I have a feeling that one aspect of it is that with Musk potentially coming on board, they realized that the pathetic absence of new features is going to have high visibility drawn to it soon.

Just an opinion.

That ship has sailed unfortunately. Most people are going to post in walled gardens--and, if Twitter is that walled garden, I'd much prefer they encourage longer form posting than long threads.
Twitlonger has been around for ages and is pretty nice to use. Writers seem to prefer just making threads because users will read them there. Every time you add a link or some other barrier in front of your content, you are reducing your readership.
Aside, why is this shared in a very very long weird GIF and not a video. (can't pause/seek)
I was curious about this too and thought it must be a massive GIF. However it's not actually a GIF, it's an MP4 video[1], I wonder why it's mislabelled as a GIF.

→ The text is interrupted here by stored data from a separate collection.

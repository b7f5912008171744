//! The instruction word.
//!
//! Instructions are 32-bit little-endian words.  Bits `[6:0]` hold the
//! opcode (128 slots, 67 defined); the remaining 25 bits hold the operands
//! in one of a small set of shapes:
//!
//! ```text
//! Aw     |         A:25          | op:7 |      unsigned A
//! Asw    |         A:25          | op:7 |      signed A
//! ABw    |    B:18     |  A:7    | op:7 |      A, unsigned B
//! ABsw   |    Bs:18    |  A:7    | op:7 |      A, signed B
//! AsBw   |    B:18     |  As:7   | op:7 |      signed A, unsigned B
//! ABC    | C:9  | B:9  |  A:7    | op:7 |      A, B, C
//! AsBC   | C:9  | B:9  |  As:7   | op:7 |      signed A, B, C
//! ABsCs  | Cs:9 | Bs:9 |  A:7    | op:7 |      A, signed B, signed C
//! ```
//!
//! `CALL` packs its own layout: bits `[31:27]` = return register, bits
//! `[26:25]` = argument count (at most 3), and three 6-bit argument
//! registers from bit 7.
//!
//! Register operands index the current frame.  Jump offsets are relative to
//! the jump instruction, in instruction words.

use std::fmt;

use strum_macros::FromRepr;

/// One instruction word.
pub type InstrWord = u32;

/// Number of defined opcodes.
pub const OPCODE_COUNT: usize = 67;

/// Largest variable index the self-caching global forms can encode.
pub const GLOBAL_INDEX_MAX: u32 = u16::MAX as u32;

/// The opcodes.
#[repr(u8)]
#[derive(Copy, Clone, Eq, PartialEq, Debug, FromRepr)]
pub enum Opcode {
    Nop = 0x00,
    Arg = 0x01,
    Brk = 0x03,
    LdNil = 0x04,
    LdBln = 0x05,
    LdCon = 0x06,
    LdSym = 0x07,
    MkInt = 0x08,
    MkFlt = 0x09,
    MkTup = 0x0a,
    MkArr = 0x0b,
    MkMap = 0x0c,
    MkRng = 0x0d,
    MkRngX = 0x0e,
    Thr = 0x10,
    RetNil = 0x11,
    Ret = 0x12,
    Call = 0x13,
    CallV = 0x15,
    CallP = 0x16,
    LdMth = 0x17,
    Imp = 0x18,
    ImpSub = 0x19,
    LdLoc = 0x1a,
    StLoc = 0x1b,
    LdGlb = 0x1c,
    StGlb = 0x1d,
    LdGlbX = 0x1e,
    StGlbX = 0x1f,
    LdFldY = 0x20,
    StFldY = 0x21,
    LdFldX = 0x22,
    StFldX = 0x23,
    LdElm = 0x24,
    StElm = 0x25,
    LdElmI = 0x26,
    StElmI = 0x27,
    Jmp = 0x28,
    JmpT = 0x29,
    JmpF = 0x2a,
    JmpLe = 0x2b,
    JmpLt = 0x2c,
    JmpEq = 0x2d,
    JmpGt = 0x2e,
    JmpGe = 0x2f,
    JmpNe = 0x30,
    Cmp = 0x31,
    CmpLe = 0x32,
    CmpLt = 0x33,
    CmpEq = 0x34,
    CmpGt = 0x35,
    CmpGe = 0x36,
    CmpNe = 0x37,
    Add = 0x38,
    Sub = 0x39,
    Mul = 0x3a,
    Div = 0x3b,
    Rem = 0x3c,
    Pow = 0x3d,
    Shl = 0x3e,
    Shr = 0x3f,
    BitAnd = 0x40,
    BitOr = 0x41,
    BitXor = 0x42,
    Not = 0x44,
    Neg = 0x45,
    BitNot = 0x46,
}

impl Opcode {
    /// Decode the opcode field of an instruction word.
    pub fn of(word: InstrWord) -> Option<Opcode> {
        Opcode::from_repr((word & 0x7f) as u8)
    }
}

impl fmt::Display for Opcode {
    fn fmt(&self, f: &mut fmt::Formatter) -> fmt::Result {
        write!(f, "{}", format!("{:?}", self).to_uppercase())
    }
}

const fn sign_extend(v: u32, bits: u32) -> i32 {
    ((v << (32 - bits)) as i32) >> (32 - bits)
}

// ----- operand extraction ------------------------------------------------

pub fn operands_aw(w: InstrWord) -> u32 {
    w >> 7
}

pub fn operands_asw(w: InstrWord) -> i32 {
    (w as i32) >> 7
}

pub fn operands_abw(w: InstrWord) -> (u32, u32) {
    ((w >> 7) & 0x7f, w >> 14)
}

pub fn operands_absw(w: InstrWord) -> (u32, i32) {
    ((w >> 7) & 0x7f, (w as i32) >> 14)
}

pub fn operands_asbw(w: InstrWord) -> (i32, u32) {
    (sign_extend((w >> 7) & 0x7f, 7), w >> 14)
}

pub fn operands_abc(w: InstrWord) -> (u32, u32, u32) {
    ((w >> 7) & 0x7f, (w >> 14) & 0x1ff, w >> 23)
}

pub fn operands_asbc(w: InstrWord) -> (i32, u32, u32) {
    (sign_extend((w >> 7) & 0x7f, 7), (w >> 14) & 0x1ff, w >> 23)
}

pub fn operands_abscs(w: InstrWord) -> (u32, i32, i32) {
    (
        (w >> 7) & 0x7f,
        sign_extend((w >> 14) & 0x1ff, 9),
        (w as i32) >> 23,
    )
}

/// `CALL`: return register, argument count, argument registers.
pub fn operands_call(w: InstrWord) -> (u32, u32, [u32; 3]) {
    let ret = w >> 27;
    let argc = (w >> 25) & 3;
    let args = [(w >> 7) & 63, (w >> 13) & 63, (w >> 19) & 63];
    (ret, argc, args)
}

// ----- encoding ----------------------------------------------------------

pub fn make_aw(op: Opcode, a: u32) -> InstrWord {
    debug_assert!(a < (1 << 25));
    op as u32 | (a << 7)
}

pub fn make_asw(op: Opcode, a: i32) -> InstrWord {
    debug_assert!((-(1 << 24)..(1 << 24)).contains(&a));
    op as u32 | (((a as u32) & 0x01ff_ffff) << 7)
}

pub fn make_abw(op: Opcode, a: u32, b: u32) -> InstrWord {
    debug_assert!(a < (1 << 7) && b < (1 << 18));
    op as u32 | (a << 7) | (b << 14)
}

pub fn make_absw(op: Opcode, a: u32, b: i32) -> InstrWord {
    debug_assert!(a < (1 << 7) && (-(1 << 17)..(1 << 17)).contains(&b));
    op as u32 | (a << 7) | (((b as u32) & 0x3ffff) << 14)
}

pub fn make_asbw(op: Opcode, a: i32, b: u32) -> InstrWord {
    debug_assert!((-(1 << 6)..(1 << 6)).contains(&a) && b < (1 << 18));
    op as u32 | (((a as u32) & 0x7f) << 7) | (b << 14)
}

pub fn make_abc(op: Opcode, a: u32, b: u32, c: u32) -> InstrWord {
    debug_assert!(a < (1 << 7) && b < (1 << 9) && c < (1 << 9));
    op as u32 | (a << 7) | (b << 14) | (c << 23)
}

pub fn make_asbc(op: Opcode, a: i32, b: u32, c: u32) -> InstrWord {
    debug_assert!((-(1 << 6)..(1 << 6)).contains(&a) && b < (1 << 9) && c < (1 << 9));
    op as u32 | (((a as u32) & 0x7f) << 7) | (b << 14) | (c << 23)
}

pub fn make_abscs(op: Opcode, a: u32, b: i32, c: i32) -> InstrWord {
    debug_assert!(a < (1 << 7));
    debug_assert!((-(1 << 8)..(1 << 8)).contains(&b) && (-(1 << 8)..(1 << 8)).contains(&c));
    op as u32 | (a << 7) | (((b as u32) & 0x1ff) << 14) | (((c as u32) & 0x1ff) << 23)
}

pub fn make_call(ret: u32, argc: u32, args: [u32; 3]) -> InstrWord {
    debug_assert!(ret < (1 << 5) && argc <= 3);
    debug_assert!(args.iter().all(|&r| r < (1 << 6)));
    Opcode::Call as u32 | (args[0] << 7) | (args[1] << 13) | (args[2] << 19) | (argc << 25) | (ret << 27)
}

/// Format one instruction word, for debug dumps and disassembly.
pub fn format_instr(w: InstrWord) -> String {
    let Some(op) = Opcode::of(w) else {
        return format!("<illegal {:#010x}>", w);
    };
    use Opcode::*;
    match op {
        Nop | Arg | Brk | RetNil => format!("{}", op),
        Thr | Ret => format!("{} {}", op, operands_aw(w)),
        Jmp => format!("{} {}", op, operands_asw(w)),
        MkInt => {
            let (a, b) = operands_absw(w);
            format!("{} {}, {}", op, a, b)
        }
        MkFlt => {
            let (a, b, c) = operands_abscs(w);
            format!("{} {}, {}, {}", op, a, b, c)
        }
        JmpT | JmpF => {
            let (a, b) = operands_asbw(w);
            format!("{} {}, {}", op, a, b)
        }
        JmpLe | JmpLt | JmpEq | JmpGt | JmpGe | JmpNe => {
            let (a, b, c) = operands_asbc(w);
            format!("{} {}, {}, {}", op, a, b, c)
        }
        LdElmI | StElmI => {
            let (a, b, c) = operands_asbc(w);
            format!("{} {}, {}, {}", op, a, b, c)
        }
        Call => {
            let (ret, argc, args) = operands_call(w);
            format!("{} {}, {:?}", op, ret, &args[..argc as usize])
        }
        MkTup | MkArr | MkMap | MkRng | MkRngX | CallV | LdFldY | StFldY | LdFldX | StFldX
        | LdElm | StElm | Cmp | CmpLe | CmpLt | CmpEq | CmpGt | CmpGe | CmpNe | Add | Sub
        | Mul | Div | Rem | Pow | Shl | Shr | BitAnd | BitOr | BitXor => {
            let (a, b, c) = operands_abc(w);
            format!("{} {}, {}, {}", op, a, b, c)
        }
        _ => {
            let (a, b) = operands_abw(w);
            format!("{} {}, {}", op, a, b)
        }
    }
}

#[cfg(test)]
mod tests {
    use super::*;

    #[test]
    fn defined_opcode_count() {
        let n = (0u8..128).filter(|&b| Opcode::from_repr(b).is_some()).count();
        assert_eq!(n, OPCODE_COUNT);
    }

    #[test]
    fn operand_round_trips() {
        let w = make_abw(Opcode::LdCon, 5, 1234);
        assert_eq!(Opcode::of(w), Some(Opcode::LdCon));
        assert_eq!(operands_abw(w), (5, 1234));

        let w = make_absw(Opcode::MkInt, 3, -77);
        assert_eq!(operands_absw(w), (3, -77));

        let w = make_asw(Opcode::Jmp, -1000);
        assert_eq!(operands_asw(w), -1000);

        let w = make_asbc(Opcode::JmpLt, -9, 2, 3);
        assert_eq!(operands_asbc(w), (-9, 2, 3));

        let w = make_abscs(Opcode::MkFlt, 1, -200, -3);
        assert_eq!(operands_abscs(w), (1, -200, -3));

        let w = make_asbw(Opcode::JmpT, -4, 7);
        assert_eq!(operands_asbw(w), (-4, 7));
    }

    #[test]
    fn call_packing() {
        let w = make_call(4, 3, [1, 2, 3]);
        assert_eq!(Opcode::of(w), Some(Opcode::Call));
        assert_eq!(operands_call(w), (4, 3, [1, 2, 3]));
    }

    #[test]
    fn global_cache_rewrite_form() {
        let w = make_abw(Opcode::LdGlb, 2, 17);
        let rewritten = make_abw(Opcode::LdGlbX, (w >> 7) & 0x7f, 5);
        assert_eq!(Opcode::of(rewritten), Some(Opcode::LdGlbX));
        assert_eq!(operands_abw(rewritten), (2, 5));
    }
}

[1]: https://video.twimg.com/tweet_video/FV3mdpEXoAIrkA1.mp4

Calling videos without an audio track “gifs” has been done for years now.
Or, more precisely, crippled video players where you can't even rewind.
Yep. Imgur's GIFV [0] from 2014 is the earliest mainstream example I know of.

In the cultural consciousness, a "GIF" represents a particular medium and form factor, which has become decoupled from its namesake file format to deliver the same experience more efficiently.

[0] https://blog.imgur.com/2014/10/09/introducing-gifv/

My favorite solution to this is to use GIF for the 90s encoding scheme and gif for this newer lax meaning.

Then while we’re at it, settle the pronunciation debate by picking a different one for each.

ah, yes, I see, it's the no-audio that made it a 'GIF'. Fair enough. But annoying because it automatically removes seek and pause options if it assumes it's a GIF. doh.